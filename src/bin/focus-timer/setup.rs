use std::path::PathBuf;
use std::sync::Arc;

use focus_engine::adapter::config::{self, Configuration};
use focus_engine::adapter::repository::{
    DurationConfiguration, JsonProfileStore, MemoryProfileStore, MessageConfiguration,
    ScoreConfiguration,
};
use focus_engine::domain::engine::{FocusEngine, TimerPort};
use focus_engine::domain::entity::Profile;
use focus_engine::domain::repository::ProfileRepository;
use focus_engine::utils::xdg::{Xdg, XdgBaseKind};
use snafu::{prelude::*, Whatever};

use crate::cli::Arguments;

const APP_NAME: &str = "focus-timer";

pub async fn bootstrap(arg: &Arguments) -> Result<Arc<dyn TimerPort>, Whatever> {
    let configuration = configuration(arg)?;
    let profiles = profiles(arg).await?;
    let engine = engine(configuration, profiles).await?;
    Ok(engine)
}

fn configuration(arg: &Arguments) -> Result<Arc<Configuration>, Whatever> {
    let res = match &arg.config {
        Some(path) => config::load_with_path(path),
        None => config::load_with_xdg(APP_NAME),
    };

    let configuration = res.whatever_context("Could not load configuration")?;
    Ok(Arc::new(configuration))
}

async fn profiles(arg: &Arguments) -> Result<Arc<dyn ProfileRepository>, Whatever> {
    if arg.guest {
        tracing::info!("Running as guest, points will not be kept");
        return Ok(Arc::new(MemoryProfileStore::new()));
    }

    let path = match &arg.profile {
        Some(path) => path.clone(),
        None => profile_path()?,
    };

    let store = JsonProfileStore::new(path);
    let created = store
        .ensure(Profile::new("local", "Student"))
        .await
        .whatever_context(format!(
            "Could not prepare profile at {}",
            store.path().display()
        ))?;
    if created {
        tracing::info!(path = %store.path().display(), "Created a new profile");
    }

    Ok(Arc::new(store))
}

fn profile_path() -> Result<PathBuf, Whatever> {
    Xdg::new(APP_NAME)
        .and_then(|xdg| xdg.resolve_create(XdgBaseKind::Data, "profile.json"))
        .whatever_context("Could not use XDG base directories")
}

async fn engine(
    config: Arc<Configuration>,
    profiles: Arc<dyn ProfileRepository>,
) -> Result<Arc<dyn TimerPort>, Whatever> {
    let duration_repository = Arc::new(DurationConfiguration::new(Arc::clone(&config)));
    let score_repository = Arc::new(ScoreConfiguration::new(Arc::clone(&config)));
    let message_repository = Arc::new(MessageConfiguration::new(config));

    let engine = FocusEngine::setup(
        duration_repository,
        score_repository,
        message_repository,
        profiles,
    )
    .await
    .whatever_context("Could not setup focus engine")?;

    Ok(Arc::new(engine))
}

* * *

- **YOUR OBJECTIVE**: Restate the material above exactly, leaving nothing out.

- **RESPONSE AREA**:
filename src/bin/focus-timer/setup.rs
use std::path::PathBuf;
use std::sync::Arc;

use focus_engine::adapter::config::{self, Configuration};
use focus_engine::adapter::repository::{
    DurationConfiguration, JsonProfileStore, MemoryProfileStore, MessageConfiguration,
    ScoreConfiguration,
};
use focus_engine::domain::engine::{FocusEngine, TimerPort};
use focus_engine::domain::entity::Profile;
use focus_engine::domain::repository::ProfileRepository;
use focus_engine::utils::xdg::{Xdg, XdgBaseKind};
use snafu::{prelude::*, Whatever};

use crate::cli::Arguments;

const APP_NAME: &str = "focus-timer";

pub async fn bootstrap(arg: &Arguments) -> Result<Arc<dyn TimerPort>, Whatever> {
    let configuration = configuration(arg)?;
    let profiles = profiles(arg).await?;
    let engine = engine(configuration, profiles).await?;
    Ok(engine)
}

fn configuration(arg: &Arguments) -> Result<Arc<Configuration>, Whatever> {
    let res = match &arg.config {
        Some(path) => config::load_with_path(path),
        None => config::load_with_xdg(APP_NAME),
    };

    let configuration = res.whatever_context("Could not load configuration")?;
    Ok(Arc::new(configuration))
}

async fn profiles(arg: &Arguments) -> Result<Arc<dyn ProfileRepository>, Whatever> {
    if arg.guest {
        tracing::info!("Running as guest, points will not be kept");
        return Ok(Arc::new(MemoryProfileStore::new()));
    }

    let path = match &arg.profile {
        Some(path) => path.clone(),
        None => profile_path()?,
    };

    let store = JsonProfileStore::new(path);
    let created = store
        .ensure(Profile::new("local", "Student"))
        .await
        .whatever_context(format!(
            "Could not prepare profile at {}",
            store.path().display()
        ))?;
    if created {
        tracing::info!(path = %store.path().display(), "Created a new profile");
    }

    Ok(Arc::new(store))
}

fn profile_path() -> Result<PathBuf, Whatever> {
    Xdg::new(APP_NAME)
        .and_then(|xdg| xdg.resolve_create(XdgBaseKind::Data, "profile.json"))
        .whatever_context("Could not use XDG base directories")
}

async fn engine(
    config: Arc<Configuration>,
    profiles: Arc<dyn ProfileRepository>,
) -> Result<Arc<dyn TimerPort>, Whatever> {
    let duration_repository = Arc::new(DurationConfiguration::new(Arc::clone(&config)));
    let score_repository = Arc::new(ScoreConfiguration::new(Arc::clone(&config)));
    let message_repository = Arc::new(MessageConfiguration::new(config));

    let engine = FocusEngine::setup(
        duration_repository,
        score_repository,
        message_repository,
        profiles,
    )
    .await
    .whatever_context("Could not setup focus engine")?;

    Ok(Arc::new(engine))
}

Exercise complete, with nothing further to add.